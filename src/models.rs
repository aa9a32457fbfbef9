use chrono::{DateTime, Utc};
use serde::{Deserialize, Deserializer, Serialize};
use sqlx::FromRow;
use std::fmt;
use ts_rs::TS;
use utoipa::ToSchema;
use uuid::Uuid;

// --- Core Application Schemas ---

/// ContentKind
///
/// Discriminates the two kinds of publishable content. Stored as the lowercase
/// `content_type` column of `user_progress`.
#[derive(Debug, Clone, Copy, PartialEq, Eq, Hash, Serialize, Deserialize, TS, ToSchema)]
#[serde(rename_all = "lowercase")]
#[ts(export)]
pub enum ContentKind {
    Article,
    Video,
}

impl ContentKind {
    pub fn as_str(&self) -> &'static str {
        match self {
            ContentKind::Article => "article",
            ContentKind::Video => "video",
        }
    }
}

impl fmt::Display for ContentKind {
    fn fmt(&self, f: &mut fmt::Formatter<'_>) -> fmt::Result {
        f.write_str(self.as_str())
    }
}

/// Raised when a stored `content_type` value is neither `article` nor `video`.
#[derive(Debug, thiserror::Error)]
#[error("unknown content type: {0}")]
pub struct UnknownContentKind(pub String);

impl TryFrom<&str> for ContentKind {
    type Error = UnknownContentKind;

    fn try_from(value: &str) -> Result<Self, Self::Error> {
        match value {
            "article" => Ok(ContentKind::Article),
            "video" => Ok(ContentKind::Video),
            other => Err(UnknownContentKind(other.to_string())),
        }
    }
}

/// User
///
/// The caller's identity record from the `users` table. Rows are provisioned by the
/// external identity service; the portal only reads them to resolve `is_admin`.
#[derive(Debug, Clone, Serialize, Deserialize, TS, ToSchema, FromRow, Default)]
#[ts(export)]
pub struct User {
    pub id: Uuid,
    pub username: String,
    pub email: String,
    // Static admin flag. There is no role hierarchy.
    pub is_admin: bool,
}

/// Article
///
/// Immutable snapshot of a row from the `articles` table. Tags are an ordered list
/// here; the comma-joined form only exists at the storage boundary.
#[derive(Debug, Clone, PartialEq, Serialize, Deserialize, TS, ToSchema, Default)]
#[ts(export)]
pub struct Article {
    pub id: i64,
    pub title: String,
    pub content: String,
    pub category: Option<String>,
    pub tags: Vec<String>,
    pub is_published: bool,
    #[ts(type = "string")]
    pub created_at: DateTime<Utc>,
    #[ts(type = "string")]
    pub updated_at: DateTime<Utc>,
}

/// Video
///
/// Immutable snapshot of a row from the `videos` table. `filename` is the object key
/// of the uploaded media file.
#[derive(Debug, Clone, PartialEq, Serialize, Deserialize, TS, ToSchema, Default)]
#[ts(export)]
pub struct Video {
    pub id: i64,
    pub title: String,
    pub description: Option<String>,
    pub filename: String,
    pub thumbnail: Option<String>,
    pub category: Option<String>,
    pub tags: Vec<String>,
    pub is_published: bool,
    #[ts(type = "string")]
    pub created_at: DateTime<Utc>,
    #[ts(type = "string")]
    pub updated_at: DateTime<Utc>,
}

/// UserProgress
///
/// One row per (user_id, content_type, content_id). `completed` is derived from
/// `progress` when the row is written and never set independently.
#[derive(Debug, Clone, PartialEq, Serialize, Deserialize, TS, ToSchema)]
#[ts(export)]
pub struct UserProgress {
    pub id: i64,
    pub user_id: Uuid,
    pub content_type: ContentKind,
    pub content_id: i64,
    pub progress: f64,
    pub completed: bool,
    #[ts(type = "string")]
    pub last_accessed: DateTime<Utc>,
}

// --- Request Payloads (Input Schemas) ---

/// CreateArticleRequest
///
/// Input payload for `POST /admin/articles`. Missing text fields deserialize to an
/// empty string so that validation, not the JSON extractor, reports them.
#[derive(Debug, Clone, Serialize, Deserialize, TS, ToSchema, Default)]
#[ts(export)]
pub struct CreateArticleRequest {
    #[serde(default)]
    pub title: String,
    #[serde(default)]
    pub content: String,
    #[serde(default)]
    pub category: Option<String>,
    #[serde(default)]
    pub tags: Vec<String>,
    #[serde(default)]
    pub is_published: bool,
}

/// CreateVideoRequest
///
/// Input payload for `POST /admin/videos`. `filename` is normally the `resource_key`
/// returned by the upload endpoint.
#[derive(Debug, Clone, Serialize, Deserialize, TS, ToSchema, Default)]
#[ts(export)]
pub struct CreateVideoRequest {
    #[serde(default)]
    pub title: String,
    #[serde(default)]
    pub description: Option<String>,
    #[serde(default)]
    pub filename: String,
    #[serde(default)]
    pub thumbnail: Option<String>,
    #[serde(default)]
    pub category: Option<String>,
    #[serde(default)]
    pub tags: Vec<String>,
    #[serde(default)]
    pub is_published: bool,
}

/// UpdateArticleRequest
///
/// Partial update payload for `PUT /admin/articles/{id}`.
///
/// Every field is optional and a field is applied whenever it is *present*, even when
/// its value is falsy (`false`, `[]`). `category` is doubly optional so that an explicit
/// `null` clears it while an absent key leaves it untouched.
#[derive(Debug, Clone, Serialize, Deserialize, TS, ToSchema, Default)]
#[ts(export)]
pub struct UpdateArticleRequest {
    #[serde(default, skip_serializing_if = "Option::is_none")]
    pub title: Option<String>,

    #[serde(default, skip_serializing_if = "Option::is_none")]
    pub content: Option<String>,

    #[serde(
        default,
        deserialize_with = "deserialize_present",
        skip_serializing_if = "Option::is_none"
    )]
    #[schema(value_type = Option<String>)]
    #[ts(type = "string | null")]
    pub category: Option<Option<String>>,

    #[serde(default, skip_serializing_if = "Option::is_none")]
    pub tags: Option<Vec<String>>,

    #[serde(default, skip_serializing_if = "Option::is_none")]
    pub is_published: Option<bool>,
}

/// Marks a key as present. Combined with `#[serde(default)]`, an absent key stays
/// `None` and an explicit `null` becomes `Some(None)`.
fn deserialize_present<'de, D, T>(deserializer: D) -> Result<Option<T>, D::Error>
where
    D: Deserializer<'de>,
    T: Deserialize<'de>,
{
    T::deserialize(deserializer).map(Some)
}

/// ProgressRequest
///
/// Body of `POST /videos/{id}/progress`. A missing `progress` key counts as 0.0.
#[derive(Debug, Clone, Serialize, Deserialize, TS, ToSchema, Default)]
#[ts(export)]
pub struct ProgressRequest {
    #[serde(default)]
    #[schema(example = 0.5)]
    pub progress: f64,
}

/// VideoUploadRequest
///
/// Input payload for requesting a short-lived upload URL for a video file
/// (`POST /admin/videos/upload`).
#[derive(Debug, Clone, Deserialize, Serialize, ToSchema, TS, Default)]
#[ts(export)]
pub struct VideoUploadRequest {
    /// The original filename, used to derive the file extension.
    #[schema(example = "lesson_01.mp4")]
    pub filename: String,
    /// The MIME type the upload is constrained to.
    #[schema(example = "video/mp4")]
    pub file_type: String,
}

/// VideoUploadResponse
#[derive(Debug, Clone, Serialize, Deserialize, ToSchema, TS, Default)]
#[ts(export)]
pub struct VideoUploadResponse {
    /// The time-limited URL for the PUT request.
    pub upload_url: String,
    /// The object key to send back as the video's `filename`.
    pub resource_key: String,
}

/// ErrorBody
///
/// Shape of every error response.
#[derive(Debug, Clone, Serialize, Deserialize, ToSchema, TS)]
#[ts(export)]
pub struct ErrorBody {
    pub error: String,
}

// --- Response Envelopes ---
// Every success body is an object keyed by what it carries, so clients read
// `data.articles`, `data.article`, `data.progress` and so on.

/// ArticleListResponse
#[derive(Debug, Clone, Serialize, Deserialize, ToSchema, TS)]
#[ts(export)]
pub struct ArticleListResponse {
    pub articles: Vec<Article>,
}

/// ArticleResponse
///
/// Single article. Writes add a short confirmation `message`.
#[derive(Debug, Clone, Serialize, Deserialize, ToSchema, TS)]
#[ts(export)]
pub struct ArticleResponse {
    #[serde(default, skip_serializing_if = "Option::is_none")]
    pub message: Option<String>,
    pub article: Article,
}

/// VideoListResponse
#[derive(Debug, Clone, Serialize, Deserialize, ToSchema, TS)]
#[ts(export)]
pub struct VideoListResponse {
    pub videos: Vec<Video>,
}

/// VideoResponse
#[derive(Debug, Clone, Serialize, Deserialize, ToSchema, TS)]
#[ts(export)]
pub struct VideoResponse {
    #[serde(default, skip_serializing_if = "Option::is_none")]
    pub message: Option<String>,
    pub video: Video,
}

/// ProgressListResponse
#[derive(Debug, Clone, Serialize, Deserialize, ToSchema, TS)]
#[ts(export)]
pub struct ProgressListResponse {
    pub progress: Vec<UserProgress>,
}

/// ProgressResponse
///
/// Result of `POST /videos/{id}/progress`: the upserted row.
#[derive(Debug, Clone, Serialize, Deserialize, ToSchema, TS)]
#[ts(export)]
pub struct ProgressResponse {
    pub message: String,
    pub progress: UserProgress,
}

/// UserResponse
#[derive(Debug, Clone, Serialize, Deserialize, ToSchema, TS)]
#[ts(export)]
pub struct UserResponse {
    pub user: User,
}

impl ArticleResponse {
    pub fn new(article: Article) -> Self {
        Self {
            message: None,
            article,
        }
    }

    pub fn with_message(message: &str, article: Article) -> Self {
        Self {
            message: Some(message.to_string()),
            article,
        }
    }
}

impl VideoResponse {
    pub fn new(video: Video) -> Self {
        Self {
            message: None,
            video,
        }
    }

    pub fn with_message(message: &str, video: Video) -> Self {
        Self {
            message: Some(message.to_string()),
            video,
        }
    }
}
//! Progress Tracker rules.
//!
//! A progress row moves `not-started -> in-progress -> completed` as the client
//! reports larger values. Lower values are accepted and un-complete the row.

use crate::error::AppError;

/// Fraction at or above which a row counts as completed.
pub const COMPLETION_THRESHOLD: f64 = 0.9;

/// Articles complete on first view.
pub const ARTICLE_VIEW_PROGRESS: f64 = 1.0;

pub fn is_completed(progress: f64) -> bool {
    progress >= COMPLETION_THRESHOLD
}

/// validate_progress
///
/// Accepts any finite value in `[0.0, 1.0]`.
pub fn validate_progress(progress: f64) -> Result<f64, AppError> {
    if !progress.is_finite() || !(0.0..=1.0).contains(&progress) {
        return Err(AppError::validation(
            "progress must be a number between 0.0 and 1.0",
        ));
    }
    Ok(progress)
}
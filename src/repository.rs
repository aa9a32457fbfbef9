use crate::{
    content::{ArticlePatch, NewArticle, NewVideo, join_tags, split_tags},
    models::{Article, ContentKind, User, UserProgress, Video},
    policy::Visibility,
    progress::{ARTICLE_VIEW_PROGRESS, is_completed},
};
use async_trait::async_trait;
use chrono::{DateTime, Utc};
use sqlx::{FromRow, PgPool, Postgres, Transaction};
use std::sync::Arc;
use uuid::Uuid;

/// Repository Trait
///
/// The persistence contract for the Content Store and the Progress Tracker. Every
/// method returns immutable snapshots; nothing hands out a live, mutable row.
///
/// The caller's identity is always an explicit argument. Visibility is decided by the
/// access policy and passed in, so implementations only filter.
///
/// **Send + Sync + async_trait** make `Arc<dyn Repository>` shareable across Axum tasks.
#[async_trait]
pub trait Repository: Send + Sync {
    // --- Identity ---
    async fn get_user(&self, id: Uuid) -> Result<Option<User>, sqlx::Error>;

    // --- Articles ---
    // Newest first.
    async fn list_articles(&self, visibility: Visibility) -> Result<Vec<Article>, sqlx::Error>;
    async fn get_article(
        &self,
        id: i64,
        visibility: Visibility,
    ) -> Result<Option<Article>, sqlx::Error>;
    async fn create_article(&self, article: NewArticle) -> Result<Article, sqlx::Error>;
    // `None` when the article does not exist. An empty patch returns the current snapshot.
    async fn update_article(
        &self,
        id: i64,
        patch: ArticlePatch,
    ) -> Result<Option<Article>, sqlx::Error>;

    // --- Videos ---
    async fn list_videos(&self, visibility: Visibility) -> Result<Vec<Video>, sqlx::Error>;
    async fn get_video(&self, id: i64, visibility: Visibility)
    -> Result<Option<Video>, sqlx::Error>;
    async fn create_video(&self, video: NewVideo) -> Result<Video, sqlx::Error>;

    /// Returns true if a row was removed.
    async fn delete_content(&self, kind: ContentKind, id: i64) -> Result<bool, sqlx::Error>;

    // --- Progress ---
    /// First-view upsert for articles. `None` if the article does not exist.
    async fn record_article_view(
        &self,
        user_id: Uuid,
        article_id: i64,
    ) -> Result<Option<UserProgress>, sqlx::Error>;
    /// Overwriting upsert for videos. `None` if the video is absent or unpublished.
    async fn record_video_progress(
        &self,
        user_id: Uuid,
        video_id: i64,
        progress: f64,
    ) -> Result<Option<UserProgress>, sqlx::Error>;
    async fn get_user_progress(&self, user_id: Uuid) -> Result<Vec<UserProgress>, sqlx::Error>;
}

/// RepositoryState
///
/// The concrete type used to share the persistence layer across the application state.
pub type RepositoryState = Arc<dyn Repository>;

// --- Storage Rows ---
// These mirror the table layout. Tags are still comma-joined text at this level.

#[derive(FromRow)]
struct ArticleRecord {
    id: i64,
    title: String,
    content: String,
    category: Option<String>,
    tags: String,
    is_published: bool,
    created_at: DateTime<Utc>,
    updated_at: DateTime<Utc>,
}

impl From<ArticleRecord> for Article {
    fn from(row: ArticleRecord) -> Self {
        Article {
            id: row.id,
            title: row.title,
            content: row.content,
            category: row.category,
            tags: split_tags(&row.tags),
            is_published: row.is_published,
            created_at: row.created_at,
            updated_at: row.updated_at,
        }
    }
}

#[derive(FromRow)]
struct VideoRecord {
    id: i64,
    title: String,
    description: Option<String>,
    filename: String,
    thumbnail: Option<String>,
    category: Option<String>,
    tags: String,
    is_published: bool,
    created_at: DateTime<Utc>,
    updated_at: DateTime<Utc>,
}

impl From<VideoRecord> for Video {
    fn from(row: VideoRecord) -> Self {
        Video {
            id: row.id,
            title: row.title,
            description: row.description,
            filename: row.filename,
            thumbnail: row.thumbnail,
            category: row.category,
            tags: split_tags(&row.tags),
            is_published: row.is_published,
            created_at: row.created_at,
            updated_at: row.updated_at,
        }
    }
}

#[derive(FromRow)]
struct ProgressRecord {
    id: i64,
    user_id: Uuid,
    content_type: String,
    content_id: i64,
    progress: f64,
    completed: bool,
    last_accessed: DateTime<Utc>,
}

impl TryFrom<ProgressRecord> for UserProgress {
    type Error = sqlx::Error;

    fn try_from(row: ProgressRecord) -> Result<Self, Self::Error> {
        let content_type = ContentKind::try_from(row.content_type.as_str())
            .map_err(|e| sqlx::Error::Decode(Box::new(e)))?;

        Ok(UserProgress {
            id: row.id,
            user_id: row.user_id,
            content_type,
            content_id: row.content_id,
            progress: row.progress,
            completed: row.completed,
            last_accessed: row.last_accessed,
        })
    }
}

const ARTICLE_COLUMNS: &str =
    "id, title, content, category, tags, is_published, created_at, updated_at";

const VIDEO_COLUMNS: &str = "id, title, description, filename, thumbnail, category, tags, \
     is_published, created_at, updated_at";

const PROGRESS_COLUMNS: &str =
    "id, user_id, content_type, content_id, progress, completed, last_accessed";

/// PostgresRepository
///
/// The concrete implementation of the `Repository` trait, backed by PostgreSQL.
///
/// Every mutating method opens a transaction and only commits after its last
/// statement succeeds. Any `?` before `commit` drops the transaction, which rolls
/// the work back.
pub struct PostgresRepository {
    pool: PgPool,
}

impl PostgresRepository {
    /// Creates a new repository instance using the initialized connection pool.
    pub fn new(pool: PgPool) -> Self {
        Self { pool }
    }

    /// Applies the embedded schema migrations.
    pub async fn migrate(&self) -> Result<(), sqlx::migrate::MigrateError> {
        sqlx::migrate!("./migrations").run(&self.pool).await
    }

    async fn fetch_article_for_update(
        tx: &mut Transaction<'_, Postgres>,
        id: i64,
    ) -> Result<Option<Article>, sqlx::Error> {
        let row = sqlx::query_as::<_, ArticleRecord>(&format!(
            "SELECT {ARTICLE_COLUMNS} FROM articles WHERE id = $1 FOR UPDATE"
        ))
        .bind(id)
        .fetch_optional(&mut **tx)
        .await?;
        Ok(row.map(Article::from))
    }
}

#[async_trait]
impl Repository for PostgresRepository {
    async fn get_user(&self, id: Uuid) -> Result<Option<User>, sqlx::Error> {
        sqlx::query_as::<_, User>("SELECT id, username, email, is_admin FROM users WHERE id = $1")
            .bind(id)
            .fetch_optional(&self.pool)
            .await
    }

    /// list_articles
    ///
    /// `$1` switches off the publication filter for admin listings. Ties on
    /// `created_at` fall back to the id so the order is stable.
    async fn list_articles(&self, visibility: Visibility) -> Result<Vec<Article>, sqlx::Error> {
        let rows = sqlx::query_as::<_, ArticleRecord>(&format!(
            "SELECT {ARTICLE_COLUMNS} FROM articles \
             WHERE ($1 OR is_published = true) \
             ORDER BY created_at DESC, id DESC"
        ))
        .bind(visibility.includes_unpublished())
        .fetch_all(&self.pool)
        .await?;
        Ok(rows.into_iter().map(Article::from).collect())
    }

    /// get_article
    ///
    /// A hidden article yields `None` exactly like a missing one.
    async fn get_article(
        &self,
        id: i64,
        visibility: Visibility,
    ) -> Result<Option<Article>, sqlx::Error> {
        let row = sqlx::query_as::<_, ArticleRecord>(&format!(
            "SELECT {ARTICLE_COLUMNS} FROM articles WHERE id = $1 AND ($2 OR is_published = true)"
        ))
        .bind(id)
        .bind(visibility.includes_unpublished())
        .fetch_optional(&self.pool)
        .await?;
        Ok(row.map(Article::from))
    }

    async fn create_article(&self, article: NewArticle) -> Result<Article, sqlx::Error> {
        let mut tx = self.pool.begin().await?;

        let row = sqlx::query_as::<_, ArticleRecord>(&format!(
            "INSERT INTO articles (title, content, category, tags, is_published, created_at, updated_at) \
             VALUES ($1, $2, $3, $4, $5, NOW(), NOW()) \
             RETURNING {ARTICLE_COLUMNS}"
        ))
        .bind(&article.title)
        .bind(&article.content)
        .bind(&article.category)
        .bind(join_tags(&article.tags))
        .bind(article.is_published)
        .fetch_one(&mut *tx)
        .await?;

        tx.commit().await?;
        Ok(row.into())
    }

    /// update_article
    ///
    /// Locks the row, applies the patch to the current snapshot in Rust and writes the
    /// whole result back. This is what lets an explicit `null` category or `[]` tags
    /// overwrite, which a `COALESCE` update cannot express.
    async fn update_article(
        &self,
        id: i64,
        patch: ArticlePatch,
    ) -> Result<Option<Article>, sqlx::Error> {
        let mut tx = self.pool.begin().await?;

        let Some(current) = Self::fetch_article_for_update(&mut tx, id).await? else {
            return Ok(None);
        };

        if patch.is_empty() {
            tx.commit().await?;
            return Ok(Some(current));
        }

        let next = patch.apply(current);
        let row = sqlx::query_as::<_, ArticleRecord>(&format!(
            "UPDATE articles \
             SET title = $2, content = $3, category = $4, tags = $5, is_published = $6, \
                 updated_at = NOW() \
             WHERE id = $1 \
             RETURNING {ARTICLE_COLUMNS}"
        ))
        .bind(id)
        .bind(&next.title)
        .bind(&next.content)
        .bind(&next.category)
        .bind(join_tags(&next.tags))
        .bind(next.is_published)
        .fetch_one(&mut *tx)
        .await?;

        tx.commit().await?;
        Ok(Some(row.into()))
    }

    async fn list_videos(&self, visibility: Visibility) -> Result<Vec<Video>, sqlx::Error> {
        let rows = sqlx::query_as::<_, VideoRecord>(&format!(
            "SELECT {VIDEO_COLUMNS} FROM videos \
             WHERE ($1 OR is_published = true) \
             ORDER BY created_at DESC, id DESC"
        ))
        .bind(visibility.includes_unpublished())
        .fetch_all(&self.pool)
        .await?;
        Ok(rows.into_iter().map(Video::from).collect())
    }

    async fn get_video(
        &self,
        id: i64,
        visibility: Visibility,
    ) -> Result<Option<Video>, sqlx::Error> {
        let row = sqlx::query_as::<_, VideoRecord>(&format!(
            "SELECT {VIDEO_COLUMNS} FROM videos WHERE id = $1 AND ($2 OR is_published = true)"
        ))
        .bind(id)
        .bind(visibility.includes_unpublished())
        .fetch_optional(&self.pool)
        .await?;
        Ok(row.map(Video::from))
    }

    async fn create_video(&self, video: NewVideo) -> Result<Video, sqlx::Error> {
        let mut tx = self.pool.begin().await?;

        let row = sqlx::query_as::<_, VideoRecord>(&format!(
            "INSERT INTO videos (title, description, filename, thumbnail, category, tags, is_published, created_at, updated_at) \
             VALUES ($1, $2, $3, $4, $5, $6, $7, NOW(), NOW()) \
             RETURNING {VIDEO_COLUMNS}"
        ))
        .bind(&video.title)
        .bind(&video.description)
        .bind(&video.filename)
        .bind(&video.thumbnail)
        .bind(&video.category)
        .bind(join_tags(&video.tags))
        .bind(video.is_published)
        .fetch_one(&mut *tx)
        .await?;

        tx.commit().await?;
        Ok(row.into())
    }

    async fn delete_content(&self, kind: ContentKind, id: i64) -> Result<bool, sqlx::Error> {
        let statement = match kind {
            ContentKind::Article => "DELETE FROM articles WHERE id = $1",
            ContentKind::Video => "DELETE FROM videos WHERE id = $1",
        };

        let mut tx = self.pool.begin().await?;
        let result = sqlx::query(statement).bind(id).execute(&mut *tx).await?;
        tx.commit().await?;

        Ok(result.rows_affected() > 0)
    }

    /// record_article_view
    ///
    /// The first view inserts a completed row. Later views hit the unique constraint
    /// and only touch `last_accessed`; progress and completion never change.
    async fn record_article_view(
        &self,
        user_id: Uuid,
        article_id: i64,
    ) -> Result<Option<UserProgress>, sqlx::Error> {
        let mut tx = self.pool.begin().await?;

        let exists: bool =
            sqlx::query_scalar("SELECT EXISTS (SELECT 1 FROM articles WHERE id = $1)")
                .bind(article_id)
                .fetch_one(&mut *tx)
                .await?;
        if !exists {
            return Ok(None);
        }

        let row = sqlx::query_as::<_, ProgressRecord>(&format!(
            "INSERT INTO user_progress (user_id, content_type, content_id, progress, completed, last_accessed) \
             VALUES ($1, $2, $3, $4, $5, NOW()) \
             ON CONFLICT (user_id, content_type, content_id) \
             DO UPDATE SET last_accessed = NOW() \
             RETURNING {PROGRESS_COLUMNS}"
        ))
        .bind(user_id)
        .bind(ContentKind::Article.as_str())
        .bind(article_id)
        .bind(ARTICLE_VIEW_PROGRESS)
        .bind(is_completed(ARTICLE_VIEW_PROGRESS))
        .fetch_one(&mut *tx)
        .await?;

        tx.commit().await?;
        Ok(Some(UserProgress::try_from(row)?))
    }

    /// record_video_progress
    ///
    /// The publication check and the upsert share one transaction. The unique
    /// constraint on (user_id, content_type, content_id) turns concurrent first
    /// reports into a single row.
    async fn record_video_progress(
        &self,
        user_id: Uuid,
        video_id: i64,
        progress: f64,
    ) -> Result<Option<UserProgress>, sqlx::Error> {
        let mut tx = self.pool.begin().await?;

        let published: bool = sqlx::query_scalar(
            "SELECT EXISTS (SELECT 1 FROM videos WHERE id = $1 AND is_published = true)",
        )
        .bind(video_id)
        .fetch_one(&mut *tx)
        .await?;
        if !published {
            return Ok(None);
        }

        let row = sqlx::query_as::<_, ProgressRecord>(&format!(
            "INSERT INTO user_progress (user_id, content_type, content_id, progress, completed, last_accessed) \
             VALUES ($1, $2, $3, $4, $5, NOW()) \
             ON CONFLICT (user_id, content_type, content_id) \
             DO UPDATE SET progress = EXCLUDED.progress, \
                           completed = EXCLUDED.completed, \
                           last_accessed = NOW() \
             RETURNING {PROGRESS_COLUMNS}"
        ))
        .bind(user_id)
        .bind(ContentKind::Video.as_str())
        .bind(video_id)
        .bind(progress)
        .bind(is_completed(progress))
        .fetch_one(&mut *tx)
        .await?;

        tx.commit().await?;
        Ok(Some(UserProgress::try_from(row)?))
    }

    async fn get_user_progress(&self, user_id: Uuid) -> Result<Vec<UserProgress>, sqlx::Error> {
        let rows = sqlx::query_as::<_, ProgressRecord>(&format!(
            "SELECT {PROGRESS_COLUMNS} FROM user_progress WHERE user_id = $1 ORDER BY last_accessed DESC"
        ))
        .bind(user_id)
        .fetch_all(&self.pool)
        .await?;

        rows.into_iter().map(UserProgress::try_from).collect()
    }
}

BRIEF >>
Copy out each line of the records above that includes "VideoListResponse".

RESPONSE TO THIS TASK >>
/// VideoListResponse
pub struct VideoListResponse {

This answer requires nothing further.